//! Retry orchestrator
//!
//! Wraps one unit of work and decides, per failure, whether to give up,
//! refresh the session and go again, or back off. Every call to
//! [`RetryOrchestrator::execute`] keeps its own attempt counter; the only
//! shared state is the session behind [`SessionRefresher`].

use std::future::Future;
use std::sync::Arc;
use std::time::Duration;

use mowerlink_common::{BackoffStrategy, RetryConfig, RetryDecision, RetryPolicy, Sleeper};
use mowerlink_domain::{ClientError, ErrorCategory, Result, RetrySettings};
use tokio_util::sync::CancellationToken;
use tracing::{debug, warn};

use crate::auth::SessionRefresher;

/// Maps the error taxonomy onto retry decisions.
#[derive(Debug, Clone)]
pub struct ClientRetryPolicy {
    backoff: BackoffStrategy,
}

impl ClientRetryPolicy {
    /// Policy using `backoff` for rate-limit delays.
    pub fn new(backoff: BackoffStrategy) -> Self {
        Self { backoff }
    }
}

impl RetryPolicy<ClientError> for ClientRetryPolicy {
    fn should_retry(&self, error: &ClientError, attempt: u32) -> RetryDecision {
        match error.category() {
            ErrorCategory::Authentication | ErrorCategory::DeviceOffline | ErrorCategory::Fatal => {
                RetryDecision::Stop
            }
            // The refresh itself is the remedy; no waiting
            ErrorCategory::TokenExpired => RetryDecision::RetryAfter(Duration::ZERO),
            ErrorCategory::RateLimited => RetryDecision::RetryAfter(
                self.backoff
                    .calculate_delay_from(error.retry_after().unwrap_or_default(), attempt),
            ),
            ErrorCategory::Transient => RetryDecision::Retry,
        }
    }
}

/// Build the loop configuration from the user-facing retry settings.
pub fn retry_config(settings: &RetrySettings) -> RetryConfig {
    RetryConfig::new(
        settings.max_retries,
        BackoffStrategy::exponential(
            Duration::from_millis(settings.base_delay_ms),
            settings.multiplier,
            Duration::from_millis(settings.max_delay_ms),
        ),
    )
}

/// Runs device calls under the retry policy, refreshing the session on expiry.
pub struct RetryOrchestrator {
    config: RetryConfig,
    policy: ClientRetryPolicy,
    sleeper: Arc<dyn Sleeper>,
    refresher: Arc<dyn SessionRefresher>,
    cancel: CancellationToken,
}

impl RetryOrchestrator {
    /// Orchestrator cancelled by `cancel`.
    pub fn new(
        config: RetryConfig,
        sleeper: Arc<dyn Sleeper>,
        refresher: Arc<dyn SessionRefresher>,
        cancel: CancellationToken,
    ) -> Self {
        let policy = ClientRetryPolicy::new(config.backoff.clone());
        Self { config, policy, sleeper, refresher, cancel }
    }

    /// Token that aborts every in-flight call.
    pub fn cancellation_token(&self) -> &CancellationToken {
        &self.cancel
    }

    /// Run `operation` under the retry policy.
    ///
    /// When attempts run out the last error is returned unchanged.
    pub async fn execute<T, F, Fut>(&self, name: &str, mut operation: F) -> Result<T>
    where
        F: FnMut() -> Fut,
        Fut: Future<Output = Result<T>>,
    {
        let mut attempt: u32 = 0;
        loop {
            if self.cancel.is_cancelled() {
                return Err(ClientError::Cancelled);
            }

            let observed = self.refresher.generation();
            let outcome = tokio::select! {
                () = self.cancel.cancelled() => return Err(ClientError::Cancelled),
                outcome = operation() => outcome,
            };

            let error = match outcome {
                Ok(value) => return Ok(value),
                Err(error) => error,
            };

            let decision = self.policy.should_retry(&error, attempt);
            let Some(delay) = self.config.delay_for(decision, attempt) else {
                debug!(operation = name, attempt, error = %error, "not retryable");
                return Err(error);
            };
            if attempt >= self.config.max_retries {
                warn!(operation = name, attempts = attempt + 1, error = %error, "retries exhausted");
                return Err(error);
            }

            if error.category() == ErrorCategory::TokenExpired {
                debug!(operation = name, attempt, "token expired, refreshing session");
                self.refresher.refresh_after(observed).await?;
            }

            if !delay.is_zero() {
                debug!(operation = name, attempt, delay_ms = delay.as_millis() as u64, error = %error, "backing off");
                tokio::select! {
                    () = self.cancel.cancelled() => return Err(ClientError::Cancelled),
                    () = self.sleeper.sleep(delay) => {}
                }
            }

            attempt += 1;
        }
    }
}

#[cfg(test)]
mod tests {
    use std::collections::VecDeque;
    use std::sync::atomic::{AtomicU64, AtomicUsize, Ordering};
    use std::sync::Mutex;

    use async_trait::async_trait;
    use mowerlink_common::testing::RecordingSleeper;

    use super::*;

    #[derive(Default)]
    struct CountingRefresher {
        generation: AtomicU64,
        calls: AtomicUsize,
        fail: bool,
    }

    #[async_trait]
    impl SessionRefresher for CountingRefresher {
        fn generation(&self) -> u64 {
            self.generation.load(Ordering::SeqCst)
        }

        async fn refresh_after(&self, _observed: u64) -> Result<()> {
            self.calls.fetch_add(1, Ordering::SeqCst);
            if self.fail {
                return Err(ClientError::SessionInvalid { message: "refresh rejected".into() });
            }
            self.generation.fetch_add(1, Ordering::SeqCst);
            Ok(())
        }
    }

    /// Operation that replays scripted outcomes.
    struct Script {
        outcomes: Mutex<VecDeque<Result<&'static str>>>,
        calls: AtomicUsize,
    }

    impl Script {
        fn new(outcomes: Vec<Result<&'static str>>) -> Self {
            Self { outcomes: Mutex::new(outcomes.into()), calls: AtomicUsize::new(0) }
        }

        async fn run(&self) -> Result<&'static str> {
            self.calls.fetch_add(1, Ordering::SeqCst);
            self.outcomes
                .lock()
                .unwrap()
                .pop_front()
                .unwrap_or(Err(ClientError::Network("script exhausted".into())))
        }
    }

    fn settings(max_retries: u32) -> RetryConfig {
        retry_config(&RetrySettings {
            max_retries,
            base_delay_ms: 100,
            multiplier: 2.0,
            max_delay_ms: 60_000,
        })
    }

    fn orchestrator(
        max_retries: u32,
        refresher: Arc<CountingRefresher>,
    ) -> (RetryOrchestrator, RecordingSleeper) {
        let sleeper = RecordingSleeper::new();
        let orchestrator = RetryOrchestrator::new(
            settings(max_retries),
            Arc::new(sleeper.clone()),
            refresher,
            CancellationToken::new(),
        );
        (orchestrator, sleeper)
    }

    fn rate_limited(secs: u64) -> ClientError {
        ClientError::RateLimited {
            message: "slow down".into(),
            retry_after: Some(Duration::from_secs(secs)),
        }
    }

    #[tokio::test]
    async fn token_expiry_refreshes_once_without_delay() {
        let refresher = Arc::new(CountingRefresher::default());
        let (orchestrator, sleeper) = orchestrator(3, refresher.clone());
        let script =
            Script::new(vec![Err(ClientError::TokenExpired { message: "460".into() }), Ok("done")]);

        let value = orchestrator.execute("status", || script.run()).await.unwrap();

        assert_eq!(value, "done");
        assert_eq!(refresher.calls.load(Ordering::SeqCst), 1);
        assert_eq!(sleeper.count(), 0);
        assert_eq!(script.calls.load(Ordering::SeqCst), 2);
    }

    #[tokio::test]
    async fn authentication_errors_are_terminal() {
        let refresher = Arc::new(CountingRefresher::default());
        let (orchestrator, sleeper) = orchestrator(5, refresher.clone());
        let script = Script::new(vec![Err(ClientError::SessionInvalid { message: "gone".into() })]);

        let err = orchestrator.execute("status", || script.run()).await.unwrap_err();

        assert!(matches!(err, ClientError::SessionInvalid { .. }));
        assert_eq!(script.calls.load(Ordering::SeqCst), 1);
        assert_eq!(refresher.calls.load(Ordering::SeqCst), 0);
        assert_eq!(sleeper.count(), 0);
    }

    #[tokio::test]
    async fn device_offline_is_not_retried() {
        let (orchestrator, _) = orchestrator(5, Arc::new(CountingRefresher::default()));
        let script = Script::new(vec![Err(ClientError::DeviceOffline {
            message: "offline".into(),
            device_id: None,
        })]);

        let err = orchestrator.execute("status", || script.run()).await.unwrap_err();
        assert!(matches!(err, ClientError::DeviceOffline { .. }));
        assert_eq!(script.calls.load(Ordering::SeqCst), 1);
    }

    #[tokio::test]
    async fn transient_errors_back_off_exponentially() {
        let (orchestrator, sleeper) = orchestrator(3, Arc::new(CountingRefresher::default()));
        let script = Script::new(vec![
            Err(ClientError::Network("reset".into())),
            Err(ClientError::Api { status: 502, code: None, message: "bad gateway".into(), body: None }),
            Ok("done"),
        ]);

        assert_eq!(orchestrator.execute("list", || script.run()).await.unwrap(), "done");
        assert_eq!(sleeper.recorded(), vec![Duration::from_millis(100), Duration::from_millis(200)]);
    }

    #[tokio::test]
    async fn rate_limit_delays_are_monotonic_and_respect_server_hint() {
        let (orchestrator, sleeper) = orchestrator(4, Arc::new(CountingRefresher::default()));
        let script = Script::new(vec![
            Err(rate_limited(2)),
            Err(rate_limited(1)),
            Err(rate_limited(1)),
            Err(rate_limited(3)),
            Ok("done"),
        ]);

        orchestrator.execute("command", || script.run()).await.unwrap();

        let delays = sleeper.recorded();
        assert_eq!(delays[0], Duration::from_secs(2));
        assert!(delays.windows(2).all(|pair| pair[0] <= pair[1]), "{delays:?}");
        assert!(delays[3] >= Duration::from_secs(3) * 8);
    }

    #[tokio::test]
    async fn exhaustion_returns_the_last_error_unchanged() {
        let (orchestrator, sleeper) = orchestrator(2, Arc::new(CountingRefresher::default()));
        let script = Script::new(vec![
            Err(ClientError::Network("first".into())),
            Err(ClientError::Network("second".into())),
            Err(ClientError::Api { status: 500, code: Some(1), message: "last".into(), body: None }),
        ]);

        let err = orchestrator.execute("list", || script.run()).await.unwrap_err();

        assert!(matches!(err, ClientError::Api { status: 500, ref message, .. } if message == "last"));
        assert_eq!(script.calls.load(Ordering::SeqCst), 3);
        assert_eq!(sleeper.count(), 2);
    }

    #[tokio::test]
    async fn failed_refresh_propagates() {
        let refresher = Arc::new(CountingRefresher { fail: true, ..CountingRefresher::default() });
        let (orchestrator, _) = orchestrator(3, refresher.clone());
        let script = Script::new(vec![Err(ClientError::TokenExpired { message: "460".into() })]);

        let err = orchestrator.execute("status", || script.run()).await.unwrap_err();
        assert!(matches!(err, ClientError::SessionInvalid { .. }));
        assert_eq!(script.calls.load(Ordering::SeqCst), 1);
    }

    #[tokio::test]
    async fn cancellation_interrupts_backoff() {
        let cancel = CancellationToken::new();
        let orchestrator = RetryOrchestrator::new(
            settings(3),
            Arc::new(mowerlink_common::TokioSleeper),
            Arc::new(CountingRefresher::default()),
            cancel.clone(),
        );
        let script = Script::new(vec![Err(ClientError::Network("down".into()))]);

        let canceller = tokio::spawn(async move {
            tokio::time::sleep(Duration::from_millis(20)).await;
            cancel.cancel();
        });

        // Base delay here is 100ms, so cancellation lands mid-sleep
        let err = orchestrator.execute("list", || script.run()).await.unwrap_err();
        canceller.await.unwrap();
        assert!(matches!(err, ClientError::Cancelled));
    }

    #[tokio::test]
    async fn concurrent_calls_keep_separate_attempt_counters() {
        let refresher = Arc::new(CountingRefresher::default());
        let (orchestrator, _) = orchestrator(1, refresher);
        let first = Script::new(vec![Err(ClientError::Network("a".into())), Ok("first")]);
        let second = Script::new(vec![Err(ClientError::Network("b".into())), Ok("second")]);

        let (a, b) = tokio::join!(
            orchestrator.execute("a", || first.run()),
            orchestrator.execute("b", || second.run()),
        );
        assert_eq!(a.unwrap(), "first");
        assert_eq!(b.unwrap(), "second");
    }
}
━━━━━━━━━━━━━━━━━━━━━━━━━━━━━━
# [BRIEF]
Within the material above, extract exactly the lines that start at the line containing "let decision = self.policy.should_retry(&error, attempt);" and stop after the line containing "use std::sync::Mutex;", and only those.

# [RESPONSE]
            let decision = self.policy.should_retry(&error, attempt);
            let Some(delay) = self.config.delay_for(decision, attempt) else {
                debug!(operation = name, attempt, error = %error, "not retryable");
                return Err(error);
            };
            if attempt >= self.config.max_retries {
                warn!(operation = name, attempts = attempt + 1, error = %error, "retries exhausted");
                return Err(error);
            }

            if error.category() == ErrorCategory::TokenExpired {
                debug!(operation = name, attempt, "token expired, refreshing session");
                self.refresher.refresh_after(observed).await?;
            }

            if !delay.is_zero() {
                debug!(operation = name, attempt, delay_ms = delay.as_millis() as u64, error = %error, "backing off");
                tokio::select! {
                    () = self.cancel.cancelled() => return Err(ClientError::Cancelled),
                    () = self.sleeper.sleep(delay) => {}
                }
            }

            attempt += 1;
        }
    }
}

#[cfg(test)]
mod tests {
    use std::collections::VecDeque;
    use std::sync::atomic::{AtomicU64, AtomicUsize, Ordering};
    use std::sync::Mutex;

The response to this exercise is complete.